Work task
Every line of the material must be set down again without alteration.

⟨

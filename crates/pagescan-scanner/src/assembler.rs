// SPDX-License-Identifier: PMPL-1.0-or-later
// Copyright (c) 2026 Jonathan D.A. Jewell (hyperpolymath) <jonathan.jewell@open.ac.uk>
//
// Result assembler — accepted pages, the session that orders them, and the
// handoff to a document encoder.

use std::sync::Arc;

use chrono::{DateTime, Utc};
use image::RgbaImage;
use pagescan_core::error::{Result, ScanError};
use pagescan_core::{FilterMode, PageId, Quad, Rotation, SessionId};
use pagescan_document::{DocumentEncoder, ImageProcessor, PageImages};
use sha2::{Digest, Sha256};
use tracing::{error, info, instrument};

// -- Pages --------------------------------------------------------------------

/// One accepted page. `normalized` already has `rotation` applied.
#[derive(Debug, Clone)]
pub struct ScannedPage {
    pub id: PageId,
    pub original: Arc<RgbaImage>,
    pub normalized: RgbaImage,
    pub quad: Quad,
    pub filter_mode: FilterMode,
    pub rotation: Rotation,
    pub captured_at: DateTime<Utc>,
}

impl ScannedPage {
    /// Build a page, rotating `normalized` by `rotation`.
    pub fn new(
        original: Arc<RgbaImage>,
        normalized: RgbaImage,
        quad: Quad,
        filter_mode: FilterMode,
        rotation: Rotation,
    ) -> Self {
        let normalized = ImageProcessor::from_rgba(normalized)
            .rotate(rotation)
            .into_rgba();
        Self {
            id: PageId::new(),
            original,
            normalized,
            quad,
            filter_mode,
            rotation,
            captured_at: Utc::now(),
        }
    }

    pub fn dimensions(&self) -> (u32, u32) {
        self.normalized.dimensions()
    }
}

// -- Session ------------------------------------------------------------------

/// Ordered pages of one scanning interaction.
#[derive(Debug, Clone)]
pub struct ScanSession {
    id: SessionId,
    started_at: DateTime<Utc>,
    pages: Vec<ScannedPage>,
}

impl Default for ScanSession {
    fn default() -> Self {
        Self::new()
    }
}

impl ScanSession {
    pub fn new() -> Self {
        Self {
            id: SessionId::new(),
            started_at: Utc::now(),
            pages: Vec::new(),
        }
    }

    pub fn id(&self) -> SessionId {
        self.id
    }

    pub fn started_at(&self) -> DateTime<Utc> {
        self.started_at
    }

    /// Append a page and return its id.
    pub fn accept(&mut self, page: ScannedPage) -> PageId {
        let id = page.id;
        info!(
            session = %self.id,
            page = %id,
            index = self.pages.len(),
            width = page.normalized.width(),
            height = page.normalized.height(),
            "Page accepted"
        );
        self.pages.push(page);
        id
    }

    /// Remove the page at `index`, if present.
    pub fn remove_page(&mut self, index: usize) -> Option<ScannedPage> {
        if index >= self.pages.len() {
            return None;
        }
        let page = self.pages.remove(index);
        info!(session = %self.id, page = %page.id, index, "Page removed");
        Some(page)
    }

    /// Drop every page. Returns how many were dropped.
    pub fn clear(&mut self) -> usize {
        let dropped = self.pages.len();
        self.pages.clear();
        info!(session = %self.id, dropped, "Session cleared");
        dropped
    }

    pub fn pages(&self) -> &[ScannedPage] {
        &self.pages
    }

    pub fn len(&self) -> usize {
        self.pages.len()
    }

    pub fn is_empty(&self) -> bool {
        self.pages.is_empty()
    }

    /// The most recently accepted page.
    pub fn last_page(&self) -> Option<&ScannedPage> {
        self.pages.last()
    }
}

// -- Finalize -----------------------------------------------------------------

/// Encoded output of a finished session.
#[derive(Debug, Clone)]
pub struct ScanDocument {
    pub bytes: Vec<u8>,
    /// Hex SHA-256 of `bytes`.
    pub sha256: String,
    pub page_count: usize,
    pub media_type: &'static str,
}

/// Hand the session's pages, in order, to `encoder`.
///
/// Performs no image processing. The session is borrowed so a failed attempt
/// can be retried without rescanning.
#[instrument(skip_all, fields(session = %session.id(), pages = session.len()))]
pub fn finalize(session: &ScanSession, encoder: &dyn DocumentEncoder) -> Result<ScanDocument> {
    if session.is_empty() {
        return Err(ScanError::NoPages);
    }

    let pages: Vec<PageImages<'_>> = session
        .pages()
        .iter()
        .map(|page| PageImages {
            original: page.original.as_ref(),
            processed: &page.normalized,
        })
        .collect();

    let bytes = encoder.assemble(&pages).map_err(|err| {
        error!(error = %err, "Document assembly failed");
        match err {
            ScanError::AssemblyFailure(_) => err,
            other => ScanError::AssemblyFailure(other.to_string()),
        }
    })?;

    let sha256 = hex::encode(Sha256::digest(&bytes));
    info!(bytes = bytes.len(), sha256 = %sha256, "Document finalized");
    Ok(ScanDocument {
        bytes,
        sha256,
        page_count: pages.len(),
        media_type: encoder.media_type(),
    })
}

⟩

Exercise result
filename crates/pagescan-scanner/src/assembler.rs
// SPDX-License-Identifier: PMPL-1.0-or-later
// Copyright (c) 2026 Jonathan D.A. Jewell (hyperpolymath) <jonathan.jewell@open.ac.uk>
//
// Result assembler — accepted pages, the session that orders them, and the
// handoff to a document encoder.

use std::sync::Arc;

use chrono::{DateTime, Utc};
use image::RgbaImage;
use pagescan_core::error::{Result, ScanError};
use pagescan_core::{FilterMode, PageId, Quad, Rotation, SessionId};
use pagescan_document::{DocumentEncoder, ImageProcessor, PageImages};
use sha2::{Digest, Sha256};
use tracing::{error, info, instrument};

// -- Pages --------------------------------------------------------------------

/// One accepted page. `normalized` already has `rotation` applied.
#[derive(Debug, Clone)]
pub struct ScannedPage {
    pub id: PageId,
    pub original: Arc<RgbaImage>,
    pub normalized: RgbaImage,
    pub quad: Quad,
    pub filter_mode: FilterMode,
    pub rotation: Rotation,
    pub captured_at: DateTime<Utc>,
}

impl ScannedPage {
    /// Build a page, rotating `normalized` by `rotation`.
    pub fn new(
        original: Arc<RgbaImage>,
        normalized: RgbaImage,
        quad: Quad,
        filter_mode: FilterMode,
        rotation: Rotation,
    ) -> Self {
        let normalized = ImageProcessor::from_rgba(normalized)
            .rotate(rotation)
            .into_rgba();
        Self {
            id: PageId::new(),
            original,
            normalized,
            quad,
            filter_mode,
            rotation,
            captured_at: Utc::now(),
        }
    }

    pub fn dimensions(&self) -> (u32, u32) {
        self.normalized.dimensions()
    }
}

// -- Session ------------------------------------------------------------------

/// Ordered pages of one scanning interaction.
#[derive(Debug, Clone)]
pub struct ScanSession {
    id: SessionId,
    started_at: DateTime<Utc>,
    pages: Vec<ScannedPage>,
}

impl Default for ScanSession {
    fn default() -> Self {
        Self::new()
    }
}

impl ScanSession {
    pub fn new() -> Self {
        Self {
            id: SessionId::new(),
            started_at: Utc::now(),
            pages: Vec::new(),
        }
    }

    pub fn id(&self) -> SessionId {
        self.id
    }

    pub fn started_at(&self) -> DateTime<Utc> {
        self.started_at
    }

    /// Append a page and return its id.
    pub fn accept(&mut self, page: ScannedPage) -> PageId {
        let id = page.id;
        info!(
            session = %self.id,
            page = %id,
            index = self.pages.len(),
            width = page.normalized.width(),
            height = page.normalized.height(),
            "Page accepted"
        );
        self.pages.push(page);
        id
    }

    /// Remove the page at `index`, if present.
    pub fn remove_page(&mut self, index: usize) -> Option<ScannedPage> {
        if index >= self.pages.len() {
            return None;
        }
        let page = self.pages.remove(index);
        info!(session = %self.id, page = %page.id, index, "Page removed");
        Some(page)
    }

    /// Drop every page. Returns how many were dropped.
    pub fn clear(&mut self) -> usize {
        let dropped = self.pages.len();
        self.pages.clear();
        info!(session = %self.id, dropped, "Session cleared");
        dropped
    }

    pub fn pages(&self) -> &[ScannedPage] {
        &self.pages
    }

    pub fn len(&self) -> usize {
        self.pages.len()
    }

    pub fn is_empty(&self) -> bool {
        self.pages.is_empty()
    }

    /// The most recently accepted page.
    pub fn last_page(&self) -> Option<&ScannedPage> {
        self.pages.last()
    }
}

// -- Finalize -----------------------------------------------------------------

/// Encoded output of a finished session.
#[derive(Debug, Clone)]
pub struct ScanDocument {
    pub bytes: Vec<u8>,
    /// Hex SHA-256 of `bytes`.
    pub sha256: String,
    pub page_count: usize,
    pub media_type: &'static str,
}

/// Hand the session's pages, in order, to `encoder`.
///
/// Performs no image processing. The session is borrowed so a failed attempt
/// can be retried without rescanning.
#[instrument(skip_all, fields(session = %session.id(), pages = session.len()))]
pub fn finalize(session: &ScanSession, encoder: &dyn DocumentEncoder) -> Result<ScanDocument> {
    if session.is_empty() {
        return Err(ScanError::NoPages);
    }

    let pages: Vec<PageImages<'_>> = session
        .pages()
        .iter()
        .map(|page| PageImages {
            original: page.original.as_ref(),
            processed: &page.normalized,
        })
        .collect();

    let bytes = encoder.assemble(&pages).map_err(|err| {
        error!(error = %err, "Document assembly failed");
        match err {
            ScanError::AssemblyFailure(_) => err,
            other => ScanError::AssemblyFailure(other.to_string()),
        }
    })?;

    let sha256 = hex::encode(Sha256::digest(&bytes));
    info!(bytes = bytes.len(), sha256 = %sha256, "Document finalized");
    Ok(ScanDocument {
        bytes,
        sha256,
        page_count: pages.len(),
        media_type: encoder.media_type(),
    })
}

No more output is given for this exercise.